The Buffalo Concussion Treadmill Test—BCTT
The BCTT is the secondary outcome in this trial, but it is also an essential part of the SSTAE intervention and will therefore be described here. The BCTT is a standardized incremental treadmill test designed to identify exercise intolerance and establish symptom thresholds in mTBI patients [17, 21, 22, 31]. The patient walks at a brisk pace on a treadmill (5.2 – 5.8 kph), as incline is increased by 1% each minute. If 15% incline is reached, the speed is increased by 0.3 km/h each minute. The PPCS rated on a 0–10 (best–worst) numerical rating scale (NRS), perceived exertion on Borg Ratings of Perceived Exertion (RPE) 6–20 (lowest to highest) , and heart rate (HR) are recorded at the test’s baseline and each minute. The BCTT is terminated when one of three criteria is reached: 1) ≥ 3 points increase in PPCS on the NRS; 2) Borg RPE ≥ 18; 3) 90% of age estimated max HR calculated by (211–0.65 × age) . The first criterium is interpreted as exercise intolerance, and the associated HR is the symptom threshold. The test is considered negative for exercise intolerance if terminated by the intensity criteria, and these patients will be excluded. In the feasibility study, the BCTT was administrated with stop criteria 1 and 2. The third stop criterion was added for the planned RCT to ensure that the participants did not exceed 90% of their estimated HRmax level. We also revised the symptom registration from registration of individual symptoms to registration of an overall PPCS score on the NRS to ensure a total symptom exacerbation of NRS ≥ 3 points.
Sub-symptom threshold aerobic exercises (SSTAE)
The SSTAE intervention comprises consultations, BCTT testing and a personalized exercise program. The patients are instructed to perform aerobic exercise in their preferred mode, at an intensity of 80–90% of the symptom threshold, as identified during the BCTT, i.e., at the sub-symptom threshold [22, 23]. Each session follows this plan: 5–10 min warm up, 20 min aerobic exercise at sub-symptom threshold intensity, followed by 5–10 min of active cool down. The intensity of the SSTAE is monitored using a HR monitor and/or the Borg RPE scale. If symptoms exacerbate during an exercise session with ≥ 3 NRS, or perpetuate the following days, the patients are advised to reduce the HR with 5–10 beats/minute to reduce the PPCS. Exercise frequency is jointly decided by patient and therapist, from 3 to 5 sessions per week, based on exercise intensity, symptom burden and other external loads. The patients are encouraged to contact physiotherapist (LJVV) by phone for advice and reassurance if necessary. If needed, patients will be referred to a physiotherapist in primary health care service for exercise adherence.

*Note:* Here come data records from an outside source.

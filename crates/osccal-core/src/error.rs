//! Error types for osccal-core
//!
//! Only transport failures and cancellation are errors. A target that does
//! not lock is a normal [`Outcome`](crate::detect::Outcome), not an error.

use alloc::string::String;

#[cfg(feature = "std")]
use thiserror::Error;

/// Errors raised while driving the calibration procedure
#[derive(Debug, Clone, PartialEq, Eq)]
#[cfg_attr(feature = "std", derive(Error))]
pub enum Error {
    /// Submitting a command batch to the adapter failed
    #[cfg_attr(feature = "std", error("Write failed: {0}"))]
    WriteFailed(String),

    /// Reading sampled data back from the adapter failed
    #[cfg_attr(feature = "std", error("Read failed: {0}"))]
    ReadFailed(String),

    /// The adapter returned fewer bytes than requested
    #[cfg_attr(feature = "std", error("Short read: expected {expected} bytes, got {got}"))]
    ShortRead {
        /// Number of bytes requested
        expected: usize,
        /// Number of bytes actually received
        got: usize,
    },

    /// The caller aborted the ready poll
    #[cfg_attr(feature = "std", error("Cancelled while waiting for target (after {attempts} polls)"))]
    Cancelled {
        /// Ready polls issued before cancellation
        attempts: u32,
    },
}

/// Result type for osccal-core operations
pub type Result<T> = core::result::Result<T, Error>;
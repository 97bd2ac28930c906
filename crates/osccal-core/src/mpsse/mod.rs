//! FTDI MPSSE instruction set
//!
//! Only the subset the calibration procedure needs: GPIO on the low byte,
//! clock configuration, clock-only delays and byte-wise data shifting.

mod command;
pub mod opcodes;

pub use command::{cmd, cmd16, delay_clocks, Batch, ShiftMode};
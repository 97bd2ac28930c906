//! osccal-dummy - Simulated calibration target
//!
//! This crate provides a [`Transport`] that decodes the MPSSE command stream
//! the way the adapter would and answers the way an AVR running the
//! calibration firmware would. It is useful for testing the procedure and
//! the CLI without an adapter or a target on the bench.
//!
//! The simulated firmware keeps MISO low while held in reset or starting
//! up, then idles it high. During training it answers according to the
//! configured [`Response`].

mod error;

use std::collections::VecDeque;

use osccal_core::error::{Error, Result};
use osccal_core::mpsse::opcodes::*;
use osccal_core::mpsse::ShiftMode;
use osccal_core::pins::GpioState;
use osccal_core::transport::Transport;

pub use error::{DummyError, Result as DummyResult};

/// Idle-high bytes the firmware produces before it has finished trimming
pub const LEAD_BYTES: usize = 64;

/// How the simulated firmware answers the training clock
#[derive(Debug, Clone, Copy, PartialEq, Eq, Default)]
pub enum Response {
    /// Locks and toggles MISO every clock period (every two samples)
    #[default]
    Lock,
    /// Toggles MISO far too slowly (every eight samples)
    Drift,
    /// Never answers; MISO stays high
    Silent,
    /// Gives up and clears MISO for good
    Fail,
}

impl Response {
    /// Parse a response name
    pub fn parse(s: &str) -> Option<Self> {
        match s.to_lowercase().as_str() {
            "lock" | "success" => Some(Response::Lock),
            "drift" => Some(Response::Drift),
            "silent" | "none" => Some(Response::Silent),
            "fail" => Some(Response::Fail),
            _ => None,
        }
    }

    /// Name of this response
    pub fn name(&self) -> &'static str {
        match self {
            Response::Lock => "lock",
            Response::Drift => "drift",
            Response::Silent => "silent",
            Response::Fail => "fail",
        }
    }

    /// MISO capture for a training transfer of `len` bytes
    pub fn capture(&self, len: usize) -> Vec<u8> {
        (0..len)
            .map(|i| {
                if i < LEAD_BYTES {
                    return 0xFF;
                }
                match self {
                    Response::Lock => 0xCC,
                    Response::Drift if (i - LEAD_BYTES) % 2 == 0 => 0x00,
                    Response::Drift => 0xFF,
                    Response::Silent => 0xFF,
                    Response::Fail => 0x00,
                }
            })
            .collect()
    }
}

/// Configuration for the simulated target
#[derive(Debug, Clone, Default)]
pub struct DummyConfig {
    /// Training behaviour
    pub response: Response,
    /// Ready polls answered low after reset is released
    pub ready_after: u32,
    /// Fail the write with this index (0-based), once
    pub fail_write_at: Option<usize>,
}

/// Simulated adapter with an AVR attached
#[derive(Debug)]
pub struct SimulatedTarget {
    config: DummyConfig,
    gpio: GpioState,
    gpio_history: Vec<GpioState>,
    div5: Option<bool>,
    divisor: Option<u16>,
    delayed_clocks: u64,
    polls_since_release: u32,
    trainings: u32,
    writes: usize,
    pending: VecDeque<u8>,
}

impl SimulatedTarget {
    /// Create a target with the given configuration
    pub fn new(config: DummyConfig) -> Self {
        log::info!(
            "Simulated target: response={} ready_after={}",
            config.response.name(),
            config.ready_after
        );
        SimulatedTarget {
            config,
            // All lines are inputs after the bit mode is set
            gpio: GpioState::from_bits(0x00, 0x00),
            gpio_history: Vec::new(),
            div5: None,
            divisor: None,
            delayed_clocks: 0,
            polls_since_release: 0,
            trainings: 0,
            writes: 0,
            pending: VecDeque::new(),
        }
    }

    /// Create a target that locks on the first training run
    pub fn new_default() -> Self {
        Self::new(DummyConfig::default())
    }

    /// Get the configuration
    pub fn config(&self) -> &DummyConfig {
        &self.config
    }

    /// Current low-byte GPIO state
    pub fn gpio(&self) -> GpioState {
        self.gpio
    }

    /// Every `SET_BITS_LOW` received, in order
    pub fn gpio_history(&self) -> &[GpioState] {
        &self.gpio_history
    }

    /// Prescaler state, if it was ever set
    pub fn div5(&self) -> Option<bool> {
        self.div5
    }

    /// Divisor register, if it was ever set
    pub fn divisor(&self) -> Option<u16> {
        self.divisor
    }

    /// Bit clocks spent in `CLK_BYTES`/`CLK_BITS` delays
    pub fn delayed_clocks(&self) -> u64 {
        self.delayed_clocks
    }

    /// Training transfers received
    pub fn trainings(&self) -> u32 {
        self.trainings
    }

    /// Writes accepted so far
    pub fn writes(&self) -> usize {
        self.writes
    }

    /// Bytes waiting to be read
    pub fn pending(&self) -> usize {
        self.pending.len()
    }

    fn is_ready(&self) -> bool {
        !self.gpio.holds_reset() && self.polls_since_release >= self.config.ready_after
    }

    fn set_gpio(&mut self, state: GpioState) {
        if state.holds_reset() {
            self.polls_since_release = 0;
        }
        log::trace!(
            "GPIO value=0x{:02X} dir=0x{:02X}",
            state.value.bits(),
            state.direction.bits()
        );
        self.gpio = state;
        self.gpio_history.push(state);
    }

    fn shift(&mut self, mode: ShiftMode, len: usize) {
        let response = match mode {
            ShiftMode::Write => return,
            ShiftMode::Read => {
                let level = if self.is_ready() { 0xFF } else { 0x00 };
                if !self.gpio.holds_reset() {
                    self.polls_since_release = self.polls_since_release.saturating_add(1);
                }
                vec![level; len]
            }
            ShiftMode::WriteRead => {
                self.trainings += 1;
                if self.is_ready() {
                    self.config.response.capture(len)
                } else {
                    vec![0x00; len]
                }
            }
        };
        self.pending.extend(response);
    }

    /// Decode and apply one batch
    fn apply(&mut self, data: &[u8]) -> Result<()> {
        let mut i = 0;
        while i < data.len() {
            let opcode = data[i];
            let args = &data[i + 1..];
            log::trace!("MPSSE {} (0x{:02X})", name(opcode), opcode);

            let consumed = match opcode {
                EN_DIV_5 | DIS_DIV_5 => {
                    self.div5 = Some(opcode == EN_DIV_5);
                    0
                }
                TCK_DIVISOR => {
                    self.divisor = Some(arg16(opcode, args)?);
                    2
                }
                SET_BITS_LOW => {
                    let [value, direction] = take::<2>(opcode, args)?;
                    self.set_gpio(GpioState::from_bits(value, direction));
                    2
                }
                CLK_BYTES => {
                    let units = u64::from(arg16(opcode, args)?) + 1;
                    self.delayed_clocks += units * 8;
                    2
                }
                CLK_BITS => {
                    let [bits] = take::<1>(opcode, args)?;
                    if bits > 7 {
                        return Err(Error::WriteFailed(format!(
                            "CLK_BITS length {} out of range",
                            bits
                        )));
                    }
                    self.delayed_clocks += u64::from(bits) + 1;
                    1
                }
                _ => match ShiftMode::from_opcode(opcode) {
                    Some(mode) => {
                        let len = usize::from(arg16(opcode, args)?) + 1;
                        let payload = if mode.writes() { len } else { 0 };
                        if args.len() < 2 + payload {
                            return Err(truncated(opcode));
                        }
                        self.shift(mode, len);
                        2 + payload
                    }
                    None => {
                        return Err(Error::WriteFailed(format!(
                            "unsupported MPSSE opcode 0x{:02X}",
                            opcode
                        )))
                    }
                },
            };

            i += 1 + consumed;
        }
        Ok(())
    }
}

fn truncated(opcode: u8) -> Error {
    Error::WriteFailed(format!("truncated {} command", name(opcode)))
}

fn take<const N: usize>(opcode: u8, args: &[u8]) -> Result<[u8; N]> {
    args.get(..N)
        .and_then(|s| s.try_into().ok())
        .ok_or_else(|| truncated(opcode))
}

fn arg16(opcode: u8, args: &[u8]) -> Result<u16> {
    take::<2>(opcode, args).map(u16::from_le_bytes)
}

impl Transport for SimulatedTarget {
    fn write(&mut self, data: &[u8]) -> Result<()> {
        if self.config.fail_write_at == Some(self.writes) {
            self.config.fail_write_at = None;
            return Err(Error::WriteFailed("simulated USB disconnect".to_string()));
        }
        self.apply(data)?;
        self.writes += 1;
        log::trace!("Accepted {} bytes, {} pending", data.len(), self.pending.len());
        Ok(())
    }

    fn read(&mut self, buf: &mut [u8]) -> Result<()> {
        if self.pending.len() < buf.len() {
            return Err(Error::ShortRead {
                expected: buf.len(),
                got: self.pending.len(),
            });
        }
        for b in buf.iter_mut() {
            // Length checked above
            *b = self.pending.pop_front().unwrap_or(0);
        }
        Ok(())
    }
}

/// Parse programmer options
///
/// Format: "response=<lock|drift|silent|fail>,ready-after=<N>,fail-write=<N>"
pub fn parse_options(options: &[(&str, &str)]) -> DummyResult<DummyConfig> {
    let mut config = DummyConfig::default();

    for (key, value) in options {
        match *key {
            "response" => {
                config.response = Response::parse(value)
                    .ok_or_else(|| DummyError::InvalidResponse(value.to_string()))?;
            }
            "ready-after" | "ready_after" => {
                config.ready_after = value.parse().map_err(|_| {
                    DummyError::InvalidParameter(format!("Invalid ready-after '{}'", value))
                })?;
            }
            "fail-write" | "fail_write" => {
                config.fail_write_at = Some(value.parse().map_err(|_| {
                    DummyError::InvalidParameter(format!("Invalid fail-write '{}'", value))
                })?);
            }
            _ => {
                log::warn!("Unknown dummy option: {}={}", key, value);
            }
        }
    }

    Ok(config)
}
//! FTDI adapter identity and link defaults
//!
//! The calibration cable is built around an FT2232H with the target wired
//! to channel A. No other adapter is looked for.

/// FTDI vendor ID
pub const FTDI_VID: u16 = 0x0403;

/// FT2232H product ID (dual channel)
pub const FTDI_FT2232H_PID: u16 = 0x6010;

/// Name printed when the OS does not expose a product string
pub const DEVICE_NAME: &str = "FT2232H";

/// Latency timer in ms; short so that poll results come back promptly
pub const DEFAULT_LATENCY_MS: u8 = 2;

/// Give up on a read after this long without data
pub const DEFAULT_READ_TIMEOUT_MS: u64 = 5000;

/// Bit mode mask; ignored in MPSSE mode
pub const MPSSE_BITMODE_MASK: u8 = 0x00;

/// Whether a USB device is the calibration cable
pub fn is_calibration_cable(vid: u16, pid: u16) -> bool {
    vid == FTDI_VID && pid == FTDI_FT2232H_PID
}

#[cfg(test)]
mod tests {
    use super::*;

    #[test]
    fn test_fixed_identity() {
        assert!(is_calibration_cable(0x0403, 0x6010));
        // FT4232H and FT232H share the vendor but are not the cable
        assert!(!is_calibration_cable(0x0403, 0x6011));
        assert!(!is_calibration_cable(0x0403, 0x6014));
        assert!(!is_calibration_cable(0x1a86, 0x6010));
    }
}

To ensure appropriate exercise dosing, adherence and progression, the patients are offered two guided treadmill sessions during the first two weeks of the intervention in addition to a new BCTT at week 3, 6, 9 prior to T1 after 12 weeks. Compliance with the SSTAE will be recorded using an exercise diary and constitute the basis for the consultations focusing on supporting, motivating, and reassuring the patients. The control group is followed up with assessments and BCTT at baseline (T0), after 12 weeks (T1) and six months (T2) only.
In the feasibility study, the described SSTAE intervention arm was implemented and tested on all included patients.
Treatment as usual
All patients included in the study will receive TAU at the TBI outpatient clinic. The TAU comprises individual contacts and an educational group provided by a multidisciplinary team. The specific treatment each participant receives varies according to individual needs. A specialist in physical medicine and rehabilitation addresses physical problems related to the injury, while a neuropsychologist addresses psychological or cognitive complaints. An occupational therapist helps the patients structure their day and a social worker advise patients on issues relating to work, legal rights, and benefits. A physical therapist addresses vestibular symptoms and physical activity. In addition, the educational group entails meeting 2 h once a week over a period of 4 weeks and addresses general information about mild-to-moderate TBI, common symptoms and problems in daily life, and advice regarding how to manage these . The TAU includes general advice on physical activity based on recommendations from the Norwegian Directorate of Health, but not specific guidance on SSTAE and help with exercise dose.
Feasibility of the recruitment process and the intervention arm of the RCT
The nested feasibility study in this protocol article was based on pre-defined objectives with success criteria grounded on recommendations from literature [25, 35] and experience from previous clinical trials at the department of Physical Medicine and Rehabilitation. The procedures described in the protocol for T0 at baseline to T1 at 12 weeks were followed.
Eighteen patients were consecutively assessed for eligibility, five declined participation, leaving 13 for the baseline assessment. Two were excluded due to negative BCTT or aberrant HR during BCTT, leaving 11 patients, eight women and three men, with exercise intolerance included in the feasibility study. Two patients were lost to follow up during the intervention.
The mean age of the 11 patients completing the baseline assessment with exercise intolerance was 36.9 (SD 11.4) years. All had Glasgow Coma Scale score of 15 at the time of injury; one of them had intracranial injury on CT scan. Mean time since injury was 5.1 (SD 2.5) months. Five patients sustained their injuries from falls, two by sports-related activities, one from violence and three from miscellaneous situations. The predefined success criteria and the results from the feasibility study are presented in Table 2.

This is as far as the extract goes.